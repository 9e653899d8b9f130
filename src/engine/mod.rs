//! Recording engine: session state, drain loop, segments and stitching

pub mod drain;
pub mod events;
pub mod progress;
pub mod recorder;
pub mod segment;
pub mod session;
pub mod stitcher;

pub use drain::{DrainCommand, DrainLinks, DrainLoop, DrainReport, PollTimeouts, StepOutcome};
pub use events::{EventSink, RecorderEvent};
pub use progress::{ConsoleProgress, JsonProgress, ProgressHandle, ProgressReporter};
pub use recorder::{assemble, Pipeline, Recorder, RecorderDeps, SessionControl, ShutdownReport};
pub use segment::{Segment, SegmentWriter, UnitTiming};
pub use session::{PhaseCell, SessionState};
pub use stitcher::{StitchJob, StitchWorker, Stitcher};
---------------
_WHAT YOU HAVE TO DO:_
Each of the records is to be written out again without alteration.

_RESULT OF THIS TASK:_
repository 9e653899d8b9f130
filename src/engine/mod.rs
//! Recording engine: session state, drain loop, segments and stitching

pub mod drain;
pub mod events;
pub mod progress;
pub mod recorder;
pub mod segment;
pub mod session;
pub mod stitcher;

pub use drain::{DrainCommand, DrainLinks, DrainLoop, DrainReport, PollTimeouts, StepOutcome};
pub use events::{EventSink, RecorderEvent};
pub use progress::{ConsoleProgress, JsonProgress, ProgressHandle, ProgressReporter};
pub use recorder::{assemble, Pipeline, Recorder, RecorderDeps, SessionControl, ShutdownReport};
pub use segment::{Segment, SegmentWriter, UnitTiming};
pub use session::{PhaseCell, SessionState};
pub use stitcher::{StitchJob, StitchWorker, Stitcher};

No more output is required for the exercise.